05 de Fevereiro de 2020 às 00:01

Crédito da foto: Glyn Kirk / AFP

Leandro Karnal

Para terminar nosso raciocínio e para dar sentido à reflexão até aqui, vamos finalmente ao ponto: vivemos novamente o perigo do negacionismo histórico. A história é viva, o passado não é imóvel e a memória pode ser dominada por interesses estranhos.

Hoje em dia, é muito comum ler ou ouvir que a história foi escrita por gente de esquerda, que manipulou o passado para criar uma narrativa que lhe servisse. Há verdade parcial no argumento. De fato, o Brasil carece de bons pensadores de direita, que tenham criado linhas racionais e sistemáticas de reflexão. Interrompe-se aí a verdade da frase.

Se escola sem partido tivesse razão e todos nós fôssemos doutrinados, ao menos teríamos alguma memória histórica: a dos vencedores. Já argumentei que nem isso temos. No Brasil, temos uma excelente historiografia, pesquisas realmente inovadoras e obras-primas.

Há muita coisa ruim também. No meio disso, deve haver pessoas tentando doutrinar, porém morrem na praia, acredite. Não há narrativa consensual sobre o passado. Nunca deveria haver. Evaldo Cabral de Mello debateu muito e publicamente com José Murilo de Carvalho.

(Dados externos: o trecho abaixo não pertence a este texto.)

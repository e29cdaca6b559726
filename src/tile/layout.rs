//! Piece geometry.
//!
//! Splitting is purely vertical: every piece spans the full frame width and
//! all pieces except the last are exactly `piece_height` rows tall. A short
//! trailing remainder is always emitted as its own piece, however small.

use std::num::NonZeroU32;

/// A half-open row range `[y0, y1)` of a frame.
#[derive(Debug, Clone, Copy, PartialEq, Eq, Hash)]
pub struct PieceRange {
    /// First row (inclusive)
    pub y0: u32,

    /// End row (exclusive)
    pub y1: u32,
}

impl PieceRange {
    /// Number of rows covered by this piece.
    #[inline]
    pub fn height(&self) -> u32 {
        self.y1 - self.y0
    }
}

/// Partition a frame of `height` rows into pieces of `piece_height`.
///
/// Returns `ceil(height / piece_height)` ranges ordered top to bottom. A frame
/// no taller than `piece_height` yields a single range covering it entirely,
/// including the degenerate zero-height frame.
pub fn plan_pieces(height: u32, piece_height: NonZeroU32) -> Vec<PieceRange> {
    let piece = piece_height.get();

    if height <= piece {
        return vec![PieceRange { y0: 0, y1: height }];
    }

    let full = height / piece;
    let remainder = height % piece;

    let mut ranges: Vec<PieceRange> = (0..full)
        .map(|i| PieceRange {
            y0: i * piece,
            y1: (i + 1) * piece,
        })
        .collect();

    if remainder > 0 {
        ranges.push(PieceRange {
            y0: height - remainder,
            y1: height,
        });
    }

    ranges
}

/// Number of pieces [`plan_pieces`] will produce.
#[inline]
pub fn piece_count(height: u32, piece_height: NonZeroU32) -> u32 {
    if height == 0 {
        1
    } else {
        height.div_ceil(piece_height.get())
    }
}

O segundo é um monarquista, mais conservador em algumas posições, portanto. O primeiro sempre se ressentiu -- com alguma correção -- de que muito do que se chama de História do Brasil no século 19 é, na verdade, a história do Rio de Janeiro, com uma perspectiva da Corte.

Ambos são gigantes da historiografia com livros incontornáveis. Era lindo acompanhar os debates. Nenhum deles negou a importância da família real ou da escravidão para nossa história. Viam sob ângulos distintos, porém ambos evitavam a cegueira.

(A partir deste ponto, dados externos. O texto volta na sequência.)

//! Tile encoder.
//!
//! This module chooses the output encoding for each tile, normalizes the color
//! mode of a piece to what that encoding can store, and encodes it.
//!
//! # Design Decisions
//!
//! - **Policy, not hardcoding**: callers pick between preserving the source
//!   container and forcing one format for every tile.
//!
//! - **Single normalization step**: every piece passes through
//!   [`normalize_color`] before encoding. Modes the target cannot store
//!   (alpha for JPEG, 16-bit for WebP, ...) are converted, never rejected.
//!
//! - **Deterministic output**: the same pixels, format and quality always
//!   produce the same bytes, so re-running a chapter overwrites tiles with
//!   identical files.

use std::fmt;
use std::io::Cursor;
use std::path::Path;

use bytes::Bytes;
use image::codecs::jpeg::JpegEncoder;
use image::{ColorType, DynamicImage, ImageFormat};

use crate::error::TileError;

/// Default JPEG quality (1-100).
pub const DEFAULT_JPEG_QUALITY: u8 = 95;

/// Minimum allowed JPEG quality.
pub const MIN_JPEG_QUALITY: u8 = 1;

/// Maximum allowed JPEG quality.
pub const MAX_JPEG_QUALITY: u8 = 100;

// =============================================================================
// Output Format
// =============================================================================

/// Encodings a tile can be written in.
#[derive(Debug, Clone, Copy, PartialEq, Eq, Hash)]
pub enum OutputFormat {
    Jpeg,
    Png,
    WebP,
    Gif,
}

impl OutputFormat {
    /// Map an `image` format to an output format, if we can encode it.
    pub fn from_image_format(format: ImageFormat) -> Option<Self> {
        match format {
            ImageFormat::Jpeg => Some(OutputFormat::Jpeg),
            ImageFormat::Png => Some(OutputFormat::Png),
            ImageFormat::WebP => Some(OutputFormat::WebP),
            ImageFormat::Gif => Some(OutputFormat::Gif),
            _ => None,
        }
    }

    /// The matching `image` format.
    pub const fn image_format(&self) -> ImageFormat {
        match self {
            OutputFormat::Jpeg => ImageFormat::Jpeg,
            OutputFormat::Png => ImageFormat::Png,
            OutputFormat::WebP => ImageFormat::WebP,
            OutputFormat::Gif => ImageFormat::Gif,
        }
    }

    /// Canonical file extension, without dot.
    pub const fn extension(&self) -> &'static str {
        match self {
            OutputFormat::Jpeg => "jpg",
            OutputFormat::Png => "png",
            OutputFormat::WebP => "webp",
            OutputFormat::Gif => "gif",
        }
    }

    /// Human-readable name.
    pub const fn name(&self) -> &'static str {
        match self {
            OutputFormat::Jpeg => "JPEG",
            OutputFormat::Png => "PNG",
            OutputFormat::WebP => "WebP",
            OutputFormat::Gif => "GIF",
        }
    }

    /// Whether the encoding can store an alpha channel.
    pub const fn supports_alpha(&self) -> bool {
        !matches!(self, OutputFormat::Jpeg)
    }

    /// Whether the encoding can store 16 bits per channel.
    pub const fn supports_high_depth(&self) -> bool {
        matches!(self, OutputFormat::Png)
    }

    /// Whether the encoding can store single-channel grayscale.
    pub const fn supports_gray(&self) -> bool {
        matches!(self, OutputFormat::Jpeg | OutputFormat::Png)
    }
}

impl fmt::Display for OutputFormat {
    fn fmt(&self, f: &mut fmt::Formatter<'_>) -> fmt::Result {
        f.write_str(self.name())
    }
}

// =============================================================================
// Encoding Policy
// =============================================================================

/// How the output encoding of a tile is chosen.
#[derive(Debug, Clone, Copy, PartialEq, Eq, Default)]
pub enum EncodingPolicy {
    /// Keep the source container; fall back to PNG when it cannot be encoded.
    #[default]
    Preserve,

    /// Always encode tiles in the given format.
    Force(OutputFormat),
}

/// Format and extension resolved for one source image.
#[derive(Debug, Clone, PartialEq, Eq)]
pub struct ResolvedEncoding {
    pub format: OutputFormat,
    pub extension: String,
}

impl EncodingPolicy {
    /// Resolve the output encoding for a source.
    ///
    /// With [`EncodingPolicy::Preserve`] the source file's own extension is kept
    /// when it names the same container (`.jpeg` stays `.jpeg`).
    pub fn resolve(&self, source: Option<ImageFormat>, source_ext: Option<&str>) -> ResolvedEncoding {
        match self {
            EncodingPolicy::Force(format) => ResolvedEncoding {
                format: *format,
                extension: format.extension().to_string(),
            },
            EncodingPolicy::Preserve => {
                let format = source
                    .and_then(OutputFormat::from_image_format)
                    .unwrap_or(OutputFormat::Png);
                let extension = source_ext
                    .map(str::to_ascii_lowercase)
                    .filter(|ext| {
                        ImageFormat::from_extension(ext) == Some(format.image_format())
                    })
                    .unwrap_or_else(|| format.extension().to_string());
                ResolvedEncoding { format, extension }
            }
        }
    }
}

// =============================================================================
// Color Normalization
// =============================================================================

/// Convert `image` to a color mode `format` can store.
///
/// Images already in a supported mode are returned untouched.
pub fn normalize_color(image: DynamicImage, format: OutputFormat) -> DynamicImage {
    let color = image.color();
    if is_supported(color, format) {
        return image;
    }

    if format.supports_alpha() && color.has_alpha() {
        if format.supports_high_depth() && color.bytes_per_pixel() / color.channel_count() >= 2 {
            DynamicImage::ImageRgba16(image.to_rgba16())
        } else {
            DynamicImage::ImageRgba8(image.to_rgba8())
        }
    } else if format.supports_high_depth() && color.bytes_per_pixel() / color.channel_count() >= 2 {
        DynamicImage::ImageRgb16(image.to_rgb16())
    } else {
        DynamicImage::ImageRgb8(image.to_rgb8())
    }
}

fn is_supported(color: ColorType, format: OutputFormat) -> bool {
    match color {
        ColorType::Rgb8 => true,
        ColorType::Rgba8 => format.supports_alpha(),
        ColorType::L8 => format.supports_gray(),
        ColorType::La8 => format.supports_gray() && format.supports_alpha(),
        ColorType::L16 | ColorType::Rgb16 => format.supports_high_depth(),
        ColorType::La16 | ColorType::Rgba16 => {
            format.supports_high_depth() && format.supports_alpha()
        }
        _ => false,
    }
}

// =============================================================================
// Tile Encoder
// =============================================================================

/// Encoder for tile pieces.
#[derive(Debug, Clone, Copy)]
pub struct TileEncoder {
    quality: u8,
}

impl Default for TileEncoder {
    fn default() -> Self {
        Self::new()
    }
}

impl TileEncoder {
    /// Create an encoder with the default JPEG quality.
    pub fn new() -> Self {
        Self {
            quality: DEFAULT_JPEG_QUALITY,
        }
    }

    /// Create an encoder with the given JPEG quality (clamped to 1-100).
    pub fn with_quality(quality: u8) -> Self {
        Self {
            quality: clamp_quality(quality),
        }
    }

    /// JPEG quality in use.
    pub fn quality(&self) -> u8 {
        self.quality
    }

    /// Normalize the color mode of `image` and encode it as `format`.
    pub fn encode(&self, image: DynamicImage, format: OutputFormat) -> Result<Bytes, TileError> {
        let image = normalize_color(image, format);
        let mut output = Vec::new();

        let result = match format {
            OutputFormat::Jpeg => {
                let encoder = JpegEncoder::new_with_quality(&mut output, self.quality);
                image.write_with_encoder(encoder)
            }
            other => image.write_to(&mut Cursor::new(&mut output), other.image_format()),
        };

        result.map_err(|e| TileError::Encode {
            format: format.name(),
            message: e.to_string(),
        })?;

        Ok(Bytes::from(output))
    }

    /// Encode `image` and write it to `path`.
    pub fn write(
        &self,
        image: DynamicImage,
        format: OutputFormat,
        path: &Path,
    ) -> Result<usize, TileError> {
        let data = self.encode(image, format)?;
        std::fs::write(path, &data).map_err(|e| TileError::io(path, e))?;
        Ok(data.len())
    }
}

// =============================================================================
// Utility Functions
// =============================================================================

/// Validate JPEG quality parameter.
///
/// Returns `true` if quality is in the valid range (1-100).
#[inline]
pub fn is_valid_quality(quality: u8) -> bool {
    (MIN_JPEG_QUALITY..=MAX_JPEG_QUALITY).contains(&quality)
}

/// Clamp quality to valid range.
#[inline]
pub fn clamp_quality(quality: u8) -> u8 {
    quality.clamp(MIN_JPEG_QUALITY, MAX_JPEG_QUALITY)
}

// =============================================================================
// Tests
// =============================================================================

Outros lugares têm suas disputas também. Quer entender a Revolução Industrial? Leia Hobsbawm, historiador marxista genial e longevo. Leia também David Landes, um liberal, e seu monumental Prometeu Desacorrentado.

Ambos darão ênfase a questões distintas, discordarão em pontos centrais, como o papel dos cercamentos ou quem compunha a mão de obra operária. Nenhum dirá que a Revolução Industrial não existiu ou que seus efeitos não foram intensos.

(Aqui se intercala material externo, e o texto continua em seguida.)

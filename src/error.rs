use std::path::PathBuf;

use thiserror::Error;

/// Errors that can occur while tiling a source image.
#[derive(Debug, Error)]
pub enum TileError {
    /// Source bytes or file could not be interpreted as an image
    #[error("Failed to decode image: {message}")]
    Decode { message: String },

    /// A piece could not be encoded in the chosen output format
    #[error("Failed to encode {format} tile: {message}")]
    Encode {
        format: &'static str,
        message: String,
    },

    /// A tile or directory could not be written
    #[error("I/O error at {}: {source}", path.display())]
    Io {
        path: PathBuf,
        #[source]
        source: std::io::Error,
    },

    /// Piece height must be positive
    #[error("Invalid piece height: {0} (must be greater than 0)")]
    InvalidPieceHeight(u32),

    /// Page indices start at 1
    #[error("Invalid start index: {0} (page indices start at 1)")]
    InvalidStartIndex(u32),

    /// Numbering from `start` runs past the largest page index
    #[error("Page index overflow: tiles numbered from {start} exceed {}", u32::MAX)]
    PageOverflow { start: u32 },

    /// Naming template could not be parsed or is unusable
    #[error("Template error: {0}")]
    Template(#[from] TemplateError),
}

impl TileError {
    /// Whether this error only concerns the current source image.
    ///
    /// Decode and encode failures skip the image; everything else stops the chapter.
    pub fn is_per_image(&self) -> bool {
        matches!(self, TileError::Decode { .. } | TileError::Encode { .. })
    }

    pub(crate) fn io(path: impl Into<PathBuf>, source: std::io::Error) -> Self {
        TileError::Io {
            path: path.into(),
            source,
        }
    }
}

/// Errors raised when parsing a naming template.
#[derive(Debug, Clone, PartialEq, Eq, Error)]
pub enum TemplateError {
    /// Opening brace without matching closing brace
    #[error("Unclosed placeholder starting at byte {0}")]
    Unclosed(usize),

    /// Stray closing brace
    #[error("Unmatched '}}' at byte {0}")]
    UnmatchedClose(usize),

    /// Placeholder name not recognised
    #[error("Unknown placeholder: {{{0}}}")]
    UnknownPlaceholder(String),

    /// File name template without a page placeholder would overwrite itself
    #[error("Template '{0}' has no {{page}} placeholder")]
    MissingPage(String),

    /// Template renders path separators
    #[error("Template '{0}' must not contain path separators")]
    PathSeparator(String),
}

/// Errors from the chapter listing collaborator
#[derive(Debug, Error)]
pub enum SourceError {
    /// Manifest or listing could not be read
    #[error("I/O error reading {}: {source}", path.display())]
    Io {
        path: PathBuf,
        #[source]
        source: std::io::Error,
    },

    /// Listing content could not be parsed
    #[error("Failed to parse listing: {0}")]
    Parse(String),

    /// URL in the listing is malformed
    #[error("Invalid URL '{url}': {message}")]
    InvalidUrl { url: String, message: String },

    /// Series or chapter unknown to this source
    #[error("Not found: {0}")]
    NotFound(String),
}

/// Errors from the image fetching collaborator
#[derive(Debug, Clone, Error)]
pub enum FetchError {
    /// Network or connection error
    #[error("HTTP error fetching {url}: {message}")]
    Http { url: String, message: String },

    /// Server answered with a non-success status
    #[error("HTTP {status} fetching {url}")]
    Status { url: String, status: u16 },

    /// URL cannot be requested
    #[error("Invalid image URL: {0}")]
    InvalidUrl(String),
}

/// Errors that stop one downloaded chapter; the run continues with the next.
#[derive(Debug, Error)]
pub enum ChapterError {
    /// The source could not list the chapter's images
    #[error("Failed to list images: {0}")]
    Listing(#[from] SourceError),

    /// The source listed no images for the chapter
    #[error("No images found")]
    Empty,

    /// Tiling failed in a way that affects the whole chapter
    #[error(transparent)]
    Tile(#[from] TileError),
}

/// Errors that end a batch or download run before any chapter is processed.
#[derive(Debug, Error)]
pub enum RunError {
    #[error("Input directory does not exist: {}", .0.display())]
    MissingInput(PathBuf),

    #[error("Failed to list chapters: {0}")]
    Source(#[from] SourceError),
}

O caro leitor e a querida leitora mais atentos já devem ter percebido meu ponto. Uma coisa é o enfoque, a discussão, o novo despertar de olhares a partir de novas questões do presente. Outra, completamente distinta, e muito perigosa, é negar o passado ou escrever uma versão alternativa para ele sem base documental qualquer. O passado, por não ter dono, não é estável, está sempre em disputa. Sempre importante lembrar: não se pode tudo.

Um longo e custoso processo montou alguns alicerces de nosso mundo no pós-Segunda Guerra. Direitos humanos, civis, sociais, políticos, a condenação do racismo, da homofobia, a igualdade entre gêneros. Todas essas invenções (pois não existiam antes de 1948; não ao menos como um grande consenso mundial) foram forjadas com muito sangue, suor e lágrimas.

Nos anos 1980, um primeiro ataque, filho da crise daquela década, passou a negar a existência do holocausto. O negacionismo é sempre filho de crises. Quando tudo vai bem, raivosos são silenciosos. Qual o interesse de negar algo tão documentado (por nazistas e por seus inimigos)? Ao inventar um passado sem holocausto, se inventava um passado que validava o racismo contra judeus ou que era mais leniente com o nazismo. A Europa respondeu de várias formas, mas em muitos países se tornou crime negar o holocausto.

Hoje em dia, em clima de nova “bolharização” e ainda lidando com efeitos da brutal crise de 2008, voltamos ao fantasma do negacionismo histórico, por vezes referido como revisionismo. Voltamos a ouvir que dizer que holocausto não existiu é liberdade de expressão.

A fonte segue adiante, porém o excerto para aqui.